Retention6 min read

12 Attainable Goals For Clients New To Personal Fitness

Here are 12 achievable goals for your clients new to fitness so they get off to a positive start!

You're attracting new clients to your personal training business and steadily expanding. In many ways, things couldn't be better. 

Your business is growing. That is worth celebrating!

With a successful personal training practice, you are well on your way to getting your fair share of the $60 billion Americans spend on fitness and weight loss every year.

Unfortunately, many of us know the bad news. Keeping your personal training clients is just as important as attracting them in the first place.

This has nothing to do with the skills and marketability of any personal trainer. The sad truth is, many clients new to personal fitness have trouble sticking to their routines.

You can show them proper form on a number of unique exercises, motivate them like a champ, and provide valuable coaching. But even with all that effort, you can may your client list dwindling. 

Personal trainers need a strategy to keep your clients coming back for more. 

Creating attainable goals is the answer. Without goals to reach and push beyond, your clients may become despondent and stop training.  

On the other hand, if the goals are too difficult to achieve, your clients may become discouraged and leave as well. 

Return clients are important for every business. Personal training is no different.

Don't let your clients slip away. Develop attainable goals to keep them coming back for more!

We can help. We've developed a list of 12 attainable fitness goals to use with your clients.

Let's keep them coming back!

1. Limit Attainable Goals 

You and I know the value of personal training for our clients. Clients stay motivated, achieve goals, and receive expert advice when they regularly meet with a personal trainer.  

It's up to us to keep them coming back regularly. The first achievable fitness goal to set up with clients new to fitness has to do with how many goals you set in the first place.  

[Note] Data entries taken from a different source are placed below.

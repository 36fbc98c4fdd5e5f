//! The tagless, schema-directed binary format used on-chain.
//!
//! No message, field or type ever carries an on-wire tag or version; every
//! version-conditional layout is resolved against a caller-supplied
//! [`HardForkProfile`] instead.

use xmr_codec::archive::{Archive, TagKind};
use xmr_codec::direction::Dir;
use xmr_codec::error::{Error, Result, Traced};
use xmr_codec::io::{Reader, Writer};
use xmr_codec::varint::continuation;
use xmr_codec::Versioned;

use crate::profile::HardForkProfile;

enum Io<'a> {
    Read(&'a mut dyn Reader),
    Write(&'a mut dyn Writer),
}

/// Walks a message against the on-chain wire format.
pub struct BlockchainArchive<'a> {
    dir: Dir,
    io: Io<'a>,
    profile: HardForkProfile,
}

impl<'a> BlockchainArchive<'a> {
    pub fn reader(reader: &'a mut dyn Reader, profile: HardForkProfile) -> Self {
        Self {
            dir: Dir::Load,
            io: Io::Read(reader),
            profile,
        }
    }

    pub fn writer(writer: &'a mut dyn Writer, profile: HardForkProfile) -> Self {
        Self {
            dir: Dir::Dump,
            io: Io::Write(writer),
            profile,
        }
    }

    /// `root()` is a no-op: the blockchain format has no preamble.
    pub fn root(&mut self) -> Result<()> {
        Ok(())
    }

    fn reader_mut(&mut self) -> &mut dyn Reader {
        match &mut self.io {
            Io::Read(r) => *r,
            Io::Write(_) => unreachable!("primitive op dispatched on wrong direction"),
        }
    }

    fn writer_mut(&mut self) -> &mut dyn Writer {
        match &mut self.io {
            Io::Write(w) => *w,
            Io::Read(_) => unreachable!("primitive op dispatched on wrong direction"),
        }
    }

    fn fixed_width<const N: usize>(&mut self, bytes: &mut [u8; N]) -> Result<()> {
        match self.dir {
            Dir::Load => self.reader_mut().read_exact(bytes),
            Dir::Dump => self.writer_mut().write_all(bytes),
        }
    }
}

impl Archive for BlockchainArchive<'_> {
    fn dir(&self) -> Dir {
        self.dir
    }

    fn tag_kind(&self) -> TagKind {
        TagKind::Blockchain
    }

    fn boolean(&mut self, slot: &mut bool) -> Result<()> {
        match self.dir {
            Dir::Load => {
                let byte = self.reader_mut().read_u8()?;
                *slot = match byte {
                    0 => false,
                    1 => true,
                    other => return Err(Traced::new(Error::InvalidBool(other))),
                };
            }
            Dir::Dump => self.writer_mut().write_u8(*slot as u8)?,
        }
        Ok(())
    }

    fn u8(&mut self, slot: &mut u8) -> Result<()> {
        let mut bytes = [*slot];
        self.fixed_width(&mut bytes)?;
        *slot = bytes[0];
        Ok(())
    }

    fn u16(&mut self, slot: &mut u16) -> Result<()> {
        let mut bytes = slot.to_le_bytes();
        self.fixed_width(&mut bytes)?;
        *slot = u16::from_le_bytes(bytes);
        Ok(())
    }

    fn u32(&mut self, slot: &mut u32) -> Result<()> {
        let mut bytes = slot.to_le_bytes();
        self.fixed_width(&mut bytes)?;
        *slot = u32::from_le_bytes(bytes);
        Ok(())
    }

    fn u64(&mut self, slot: &mut u64) -> Result<()> {
        let mut bytes = slot.to_le_bytes();
        self.fixed_width(&mut bytes)?;
        *slot = u64::from_le_bytes(bytes);
        Ok(())
    }

    fn i8(&mut self, slot: &mut i8) -> Result<()> {
        let mut bytes = slot.to_le_bytes();
        self.fixed_width(&mut bytes)?;
        *slot = i8::from_le_bytes(bytes);
        Ok(())
    }

    fn i16(&mut self, slot: &mut i16) -> Result<()> {
        let mut bytes = slot.to_le_bytes();
        self.fixed_width(&mut bytes)?;
        *slot = i16::from_le_bytes(bytes);
        Ok(())
    }

    fn i32(&mut self, slot: &mut i32) -> Result<()> {
        let mut bytes = slot.to_le_bytes();
        self.fixed_width(&mut bytes)?;
        *slot = i32::from_le_bytes(bytes);
        Ok(())
    }

    fn i64(&mut self, slot: &mut i64) -> Result<()> {
        let mut bytes = slot.to_le_bytes();
        self.fixed_width(&mut bytes)?;
        *slot = i64::from_le_bytes(bytes);
        Ok(())
    }

    fn uvarint(&mut self, slot: &mut u64) -> Result<()> {
        match self.dir {
            Dir::Load => {
                let value = continuation::read(self.reader_mut())?;
                *slot = u64::try_from(value)
                    .map_err(|_| Traced::new(Error::VarintOverflow("uvarint exceeds 64 bits")))?;
            }
            Dir::Dump => continuation::write(self.writer_mut(), *slot as u128)?,
        }
        Ok(())
    }

    fn uvarint128(&mut self, slot: &mut u128) -> Result<()> {
        match self.dir {
            Dir::Load => *slot = continuation::read(self.reader_mut())?,
            Dir::Dump => continuation::write(self.writer_mut(), *slot)?,
        }
        Ok(())
    }

    fn string(&mut self, slot: &mut String) -> Result<()> {
        match self.dir {
            Dir::Load => {
                let len = continuation::read(self.reader_mut())?;
                let len = usize::try_from(len)
                    .map_err(|_| Traced::new(Error::VarintOverflow("string length")))?;
                let mut bytes = vec![0u8; len];
                self.reader_mut().read_exact(&mut bytes)?;
                *slot = String::from_utf8(bytes).map_err(|_| Traced::new(Error::InvalidUtf8))?;
            }
            Dir::Dump => {
                continuation::write(self.writer_mut(), slot.len() as u128)?;
                self.writer_mut().write_all(slot.as_bytes())?;
            }
        }
        Ok(())
    }

    fn blob_var(&mut self, slot: &mut Vec<u8>) -> Result<()> {
        match self.dir {
            Dir::Load => {
                let len = continuation::read(self.reader_mut())?;
                let len = usize::try_from(len)
                    .map_err(|_| Traced::new(Error::VarintOverflow("blob length")))?;
                let mut bytes = vec![0u8; len];
                self.reader_mut().read_exact(&mut bytes)?;
                *slot = bytes;
            }
            Dir::Dump => {
                continuation::write(self.writer_mut(), slot.len() as u128)?;
                self.writer_mut().write_all(slot)?;
            }
        }
        Ok(())
    }

    fn blob_fixed(&mut self, slot: &mut [u8]) -> Result<()> {
        match self.dir {
            Dir::Load => self.reader_mut().read_exact(slot),
            Dir::Dump => self.writer_mut().write_all(slot),
        }
    }

    fn container_len(&mut self, len: &mut usize) -> Result<()> {
        match self.dir {
            Dir::Load => {
                let value = continuation::read(self.reader_mut())?;
                *len = usize::try_from(value)
                    .map_err(|_| Traced::new(Error::VarintOverflow("container length")))?;
            }
            Dir::Dump => continuation::write(self.writer_mut(), *len as u128)?,
        }
        Ok(())
    }

    fn tuple_arity(&mut self, arity: &mut usize) -> Result<()> {
        match self.dir {
            Dir::Load => {
                let value = continuation::read(self.reader_mut())?;
                *arity = usize::try_from(value)
                    .map_err(|_| Traced::new(Error::VarintOverflow("tuple arity")))?;
            }
            Dir::Dump => continuation::write(self.writer_mut(), *arity as u128)?,
        }
        Ok(())
    }

    fn variant_tag(&mut self, slot: &mut u8) -> Result<()> {
        self.u8(slot)
    }

    fn version<T: Versioned>(&mut self) -> Result<u32> {
        Ok(self.profile.version_of::<T>())
    }
}

#[cfg(test)]
mod tests {
    use super::*;
    use xmr_codec::io::{SliceReader, VecWriter};
    use xmr_codec::Message;

    #[derive(Default)]
    struct Pair {
        a: u64,
        b: bool,
    }

    impl Message for Pair {
        fn serialize<A: Archive>(&mut self, ar: &mut A) -> Result<()> {
            ar.uvarint(&mut self.a)?;
            ar.boolean(&mut self.b)?;
            Ok(())
        }
    }

    #[test]
    fn roundtrips_through_blockchain_wire_format() {
        let mut pair = Pair { a: 300, b: true };
        let mut writer = VecWriter::new();
        {
            let mut ar = BlockchainArchive::writer(&mut writer, HardForkProfile::v9());
            pair.serialize(&mut ar).unwrap();
        }
        let bytes = writer.into_bytes();

        let mut loaded = Pair::default();
        let mut reader = SliceReader::new(&bytes);
        let mut ar = BlockchainArchive::reader(&mut reader, HardForkProfile::v9());
        loaded.serialize(&mut ar).unwrap();

        assert_eq!(loaded.a, 300);
        assert!(loaded.b);
    }

    #[test]
    fn invalid_bool_byte_is_rejected() {
        let bytes = [2u8];
        let mut reader = SliceReader::new(&bytes);
        let mut ar = BlockchainArchive::reader(&mut reader, HardForkProfile::v9());
        let mut slot = false;
        assert!(ar.boolean(&mut slot).is_err());
    }

    proptest::proptest! {
        #[test]
        fn pair_roundtrips_for_any_value(a: u64, b: bool) {
            let mut pair = Pair { a, b };
            let mut writer = VecWriter::new();
            {
                let mut ar = BlockchainArchive::writer(&mut writer, HardForkProfile::v9());
                pair.serialize(&mut ar).unwrap();
            }
            let bytes = writer.into_bytes();

            let mut loaded = Pair::default();
            let mut reader = SliceReader::new(&bytes);
            let mut ar = BlockchainArchive::reader(&mut reader, HardForkProfile::v9());
            loaded.serialize(&mut ar).unwrap();

            prop_assert_eq!(loaded.a, a);
            prop_assert_eq!(loaded.b, b);
        }
    }
}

Don't hand your clients a huge list of fitness goals to get them started. It's too likely to be overwhelming and discouraging.  

Pick a small handful of attainable goals. Maybe use two or three to start.   

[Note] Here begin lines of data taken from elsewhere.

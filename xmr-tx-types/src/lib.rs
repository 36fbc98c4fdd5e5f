//! The confidential-transaction and wallet domain schema.
//!
//! This crate owns every type named in the schema catalog — transaction
//! prefixes and inputs/outputs, the ring-confidential signature objects,
//! and the wallet/multisig/key-file message types that ride on top of
//! them — plus the version-conditional field sets and custom
//! `serialize_*` hooks each of them needs. It knows nothing about how
//! bytes are framed (that's `xmr-codec`) or which concrete wire format is
//! in play (that's `xmr-archives`); every type here is generic over any
//! [`xmr_codec::Archive`] implementation.

pub(crate) mod container_ext;
pub mod extra;
pub mod keyfile;
pub mod rct;
pub mod transaction;
pub mod txio;
pub mod wallet;

pub use extra::TxExtraPadding;
pub use keyfile::{AccountKeys, KeyImageExportEntry, KeyImageExportFile};
pub use rct::{
    Bulletproof, BulletproofPlus, Clsag, CtKey, EcdhTuple, MgSig, RangeSig, RctSigBase,
    RctSigPrunable, RctType,
};
pub use transaction::{Signature, Transaction};
pub use txio::{
    TransactionPrefix, TxInV, TxOut, TxinGen, TxinToKey, TxinToScript, TxinToScriptHash,
    TxoutTargetV, TxoutToKey, TxoutToScript, TxoutToScriptHash,
};
pub use wallet::{
    AccountPublicAddress, MultisigInfo, MultisigKLRki, MultisigLR, MultisigTxSet,
    PendingTransaction, SignedTxSet, SubaddressIndex, TxConstructionData, TxDestinationEntry,
    TxSourceEntry, TransferDetails, UnsignedTxSet,
};

/// The on-wire width every `size_t`-typed field in the original uses: a
/// plain unsigned varint, identical to [`xmr_codec::Archive::uvarint`].
pub type SizeT = u64;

Once you work your way through the first few, you can sprinkle in some more. We all know that being a beginner to personal fitness can take some time.   

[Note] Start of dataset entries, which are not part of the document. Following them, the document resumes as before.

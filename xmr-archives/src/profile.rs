//! The hard-fork profile the blockchain archive consults instead of an
//! on-wire version prefix.

use std::collections::HashMap;

use xmr_codec::Versioned;

/// An immutable, caller-supplied table of `type name -> version` used by a
/// [`crate::blockchain::BlockchainArchive`] to resolve the layout of a
/// version-conditional type. A type absent from the table falls back to
/// its own [`Versioned::CURRENT_VERSION`].
#[derive(Debug, Clone, Default)]
pub struct HardForkProfile {
    versions: HashMap<&'static str, u32>,
}

impl HardForkProfile {
    pub fn new() -> Self {
        Self::default()
    }

    #[must_use]
    pub fn with(mut self, type_name: &'static str, version: u32) -> Self {
        self.versions.insert(type_name, version);
        self
    }

    pub fn version_of<T: Versioned>(&self) -> u32 {
        self.versions
            .get(T::TYPE_NAME)
            .copied()
            .unwrap_or(T::CURRENT_VERSION)
    }

    /// The profile in force at hard fork v9, where `TxDestinationEntry`
    /// still uses its original one-field layout. Every other
    /// version-conditional type falls back to its own current version,
    /// since the source material only documents a hard-fork-dependent
    /// layout change for `TxDestinationEntry` itself.
    pub fn v9() -> Self {
        Self::new().with("TxDestinationEntry", 1)
    }

    /// The profile in force at hard forks v10 and v11, where
    /// `TxDestinationEntry` gained its `is_subaddress` field.
    pub fn v10_11() -> Self {
        Self::new().with("TxDestinationEntry", 2)
    }
}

By using a few goals at a time you'll be meeting them and pushing past them together. The feeling of beating goals will keep your clients coming back for new ones.  

2. Personal Training Attendance

One of the simplest achievable personal training goals to achieve for clients is regular attendance at personal training. Your meetings should provide the cornerstone of fitness for their entire routine. 

Plus, this training goal can help your training effort if used correctly. Reward your clients for loyalty, and you will be rewarding them for their fitness efforts as well.

Too many trainers try and sell a 10- or 20-pack of sessions right away. This might be great for your bank account initially, but it doesn't always keep your clients coming back for more.

How about after 3 sessions the 4th is half price? Then after the next 5, the 6th is half price, and so on.

Obviously, you can use any numbers and discounts you'd like. But start small and build. 

As with every aspect of a newcomer's fitness regimen, recognizing and rewarding personal training attendance means starting with achievable goals.  

You will be creating a financial reward system and an achievable fitness goal. Your new client showed up on time for 3 sessions in a row without rescheduling! 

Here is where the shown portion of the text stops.